In the records, each line holding "vocabulary" must be reported.

#### Data to examine ####

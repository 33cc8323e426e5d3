//! Native framework vocabularies.
//!
//! Only Apple's capture stack has a translation table today. The values are
//! plain data, so the module is compiled on every target and the mapping can
//! be exercised off-device.

pub mod apple;
use lenskit_capability::convert::{
    av_restricted_switching_conditions, av_switching_behavior, restricted_switching_conditions,
    switching_behavior,
};
use lenskit_capability::platform::{SwitchingBehavior, SwitchingCondition, SwitchingConditions};
use lenskit_capability::sys::apple::{
    AVPrimaryConstituentDeviceSwitchingBehavior, AVRestrictedSwitchingBehaviorConditions as Av,
};

use SwitchingCondition::{ExposureChanged, FocusChanged, VideoZoomChanged};

/// Every subset of the three conditions.
fn all_subsets() -> Vec<SwitchingConditions> {
    (0..1u8 << SwitchingCondition::ALL.len())
        .map(|bits| {
            SwitchingCondition::ALL
                .into_iter()
                .enumerate()
                .filter(|(i, _)| bits & (1 << i) != 0)
                .map(|(_, condition)| condition)
                .collect()
        })
        .collect()
}

#[test]
fn switching_behavior_is_a_bijection() {
    let pairs = [
        (
            SwitchingBehavior::Unsupported,
            AVPrimaryConstituentDeviceSwitchingBehavior::Unsupported,
        ),
        (
            SwitchingBehavior::Auto,
            AVPrimaryConstituentDeviceSwitchingBehavior::Auto,
        ),
        (
            SwitchingBehavior::Restricted,
            AVPrimaryConstituentDeviceSwitchingBehavior::Restricted,
        ),
        (
            SwitchingBehavior::Locked,
            AVPrimaryConstituentDeviceSwitchingBehavior::Locked,
        ),
    ];
    for (platform, native) in pairs {
        assert_eq!(av_switching_behavior(platform), native);
        assert_eq!(switching_behavior(native), platform);
    }
}

#[test]
fn single_conditions_encode_to_their_bit() {
    assert_eq!(
        av_restricted_switching_conditions([VideoZoomChanged]),
        Av::VIDEO_ZOOM_CHANGED
    );
    assert_eq!(
        av_restricted_switching_conditions([FocusChanged]),
        Av::FOCUS_MODE_CHANGED
    );
    assert_eq!(
        av_restricted_switching_conditions([ExposureChanged]),
        Av::EXPOSURE_MODE_CHANGED
    );
}

#[test]
fn two_conditions_leave_the_third_bit_clear() {
    let mask = av_restricted_switching_conditions([VideoZoomChanged, ExposureChanged]);
    assert_eq!(mask, Av::VIDEO_ZOOM_CHANGED | Av::EXPOSURE_MODE_CHANGED);
    assert!(!mask.contains(Av::FOCUS_MODE_CHANGED));
}

#[test]
fn empty_set_is_empty_mask() {
    let mask = av_restricted_switching_conditions(std::iter::empty());
    assert_eq!(mask, Av::empty());
    assert_eq!(mask.bits(), 0);
    assert!(restricted_switching_conditions(Av::empty()).is_empty());
}

#[test]
fn full_set_is_full_mask() {
    assert_eq!(
        av_restricted_switching_conditions(SwitchingConditions::all().iter()),
        Av::all()
    );
    assert_eq!(Av::all().bits(), 0b111);
}

#[test]
fn encode_ignores_order_and_repeats() {
    assert_eq!(
        av_restricted_switching_conditions([FocusChanged, VideoZoomChanged, FocusChanged]),
        av_restricted_switching_conditions([VideoZoomChanged, FocusChanged])
    );
}

#[test]
fn every_subset_round_trips() {
    let subsets = all_subsets();
    assert_eq!(subsets.len(), 8);
    for set in subsets {
        let mask = Av::from(set);
        assert_eq!(restricted_switching_conditions(mask), set);
        assert_eq!(SwitchingConditions::from(mask), set);
    }
}

#[test]
fn encoding_distributes_over_union() {
    assert_eq!(
        av_restricted_switching_conditions([VideoZoomChanged, FocusChanged]),
        av_restricted_switching_conditions([VideoZoomChanged])
            | av_restricted_switching_conditions([FocusChanged])
    );

    for a in all_subsets() {
        for b in all_subsets() {
            assert_eq!(Av::from(a.union(b)), Av::from(a) | Av::from(b));
        }
    }
}

#[test]
fn unknown_bits_are_ignored() {
    let mask = Av::from_bits_retain(Av::FOCUS_MODE_CHANGED.bits() | (1 << 7) | (1 << 40));
    assert_eq!(
        restricted_switching_conditions(mask),
        SwitchingConditions::from([FocusChanged])
    );
    assert!(restricted_switching_conditions(Av::from_bits_retain(1 << 3)).is_empty());
}
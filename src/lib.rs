//! # Lenskit
//!
//! Translation of cross-platform camera settings into the values native
//! capture frameworks expect, and back.
//!
//! ## Features
//!
//! - `capability`: flash, pixel format, orientation, focus, exposure and
//!   multi-lens switching translation for AVFoundation.
//! - `serde`: serialize the cross-platform vocabulary with its boundary names.
//!
//! Use the `full` feature to enable everything.
//!
//! ## Example
//!
//! ```toml
//! [dependencies]
//! lenskit = { version = "0.1", features = ["capability"] }
//! ```
//!
//! ```rust
//! # #[cfg(feature = "capability")]
//! # {
//! use lenskit::capability::convert;
//! use lenskit::capability::platform::FlashMode;
//! use lenskit::capability::sys::apple::AVCaptureFlashMode;
//!
//! assert_eq!(convert::av_flash_mode(FlashMode::Always), AVCaptureFlashMode::On);
//! # }
//! ```

#[cfg(feature = "capability")]
pub use lenskit_capability as capability;
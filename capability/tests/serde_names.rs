#![cfg(feature = "serde")]

use lenskit_capability::platform::{
    DeviceOrientation, FlashMode, PixelFormat, SwitchingBehavior, SwitchingCondition,
    SwitchingConditions,
};

#[test]
fn enums_use_boundary_names() {
    assert_eq!(
        serde_json::to_string(&DeviceOrientation::PortraitUp).unwrap(),
        "\"portraitUp\""
    );
    assert_eq!(
        serde_json::to_string(&PixelFormat::Bgra8888).unwrap(),
        "\"bgra8888\""
    );
    assert_eq!(
        serde_json::to_string(&SwitchingBehavior::Restricted).unwrap(),
        "\"restricted\""
    );
    let flash: FlashMode = serde_json::from_str("\"always\"").unwrap();
    assert_eq!(flash, FlashMode::Always);
}

#[test]
fn condition_set_travels_as_list() {
    let set = SwitchingConditions::from([
        SwitchingCondition::ExposureChanged,
        SwitchingCondition::VideoZoomChanged,
    ]);
    assert_eq!(
        serde_json::to_string(&set).unwrap(),
        r#"["videoZoomChanged","exposureChanged"]"#
    );

    let decoded: SwitchingConditions =
        serde_json::from_str(r#"["focusChanged","focusChanged"]"#).unwrap();
    assert_eq!(
        decoded,
        SwitchingConditions::from([SwitchingCondition::FocusChanged])
    );
    assert_eq!(serde_json::to_string(&SwitchingConditions::empty()).unwrap(), "[]");
}
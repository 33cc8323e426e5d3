//! Cross-platform camera capability translation.
//!
//! Client code configures the camera with a small, stable vocabulary
//! ([`platform`]). The capture stack speaks its own enumerations and bit
//! masks ([`sys::apple`]). This crate converts between the two.
//!
//! All conversions are pure functions with no shared state, so they can be
//! called from any thread. None of them check whether a device actually
//! supports the requested mode; that is left to the capture session.
//!
//! # Usage
//!
//! ```
//! use lenskit_capability::convert;
//! use lenskit_capability::platform::{DeviceOrientation, SwitchingCondition};
//! use lenskit_capability::sys::apple::{
//!     AVRestrictedSwitchingBehaviorConditions, UIDeviceOrientation,
//! };
//!
//! let mask = convert::av_restricted_switching_conditions([
//!     SwitchingCondition::VideoZoomChanged,
//!     SwitchingCondition::FocusChanged,
//! ]);
//! assert_eq!(
//!     mask,
//!     AVRestrictedSwitchingBehaviorConditions::VIDEO_ZOOM_CHANGED
//!         | AVRestrictedSwitchingBehaviorConditions::FOCUS_MODE_CHANGED
//! );
//!
//! // Flat attitudes have no cross-platform name and read as upright.
//! assert_eq!(
//!     convert::device_orientation(UIDeviceOrientation::FaceUp),
//!     DeviceOrientation::PortraitUp
//! );
//! ```

#![warn(missing_docs)]

pub mod convert;
pub mod platform;
pub mod sys;

use sys::apple::FourCharCode;

/// Errors raised when a raw framework value does not name a native value.
#[derive(Debug, Clone, PartialEq, Eq, thiserror::Error)]
pub enum CapabilityError {
    /// A raw integer does not name a member of a native enumeration.
    #[error("unknown {kind} value: {raw}")]
    UnknownRawValue {
        /// Name of the native enumeration.
        kind: &'static str,
        /// The offending raw value.
        raw: i64,
    },
    /// A pixel format code that is not one of the supported CoreVideo formats.
    #[error("unknown pixel format: {0}")]
    UnknownPixelFormat(FourCharCode),
}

####

Solution to the problem ▸
//! - `serde`: serialize the cross-platform vocabulary with its boundary names.
//! Client code configures the camera with a small, stable vocabulary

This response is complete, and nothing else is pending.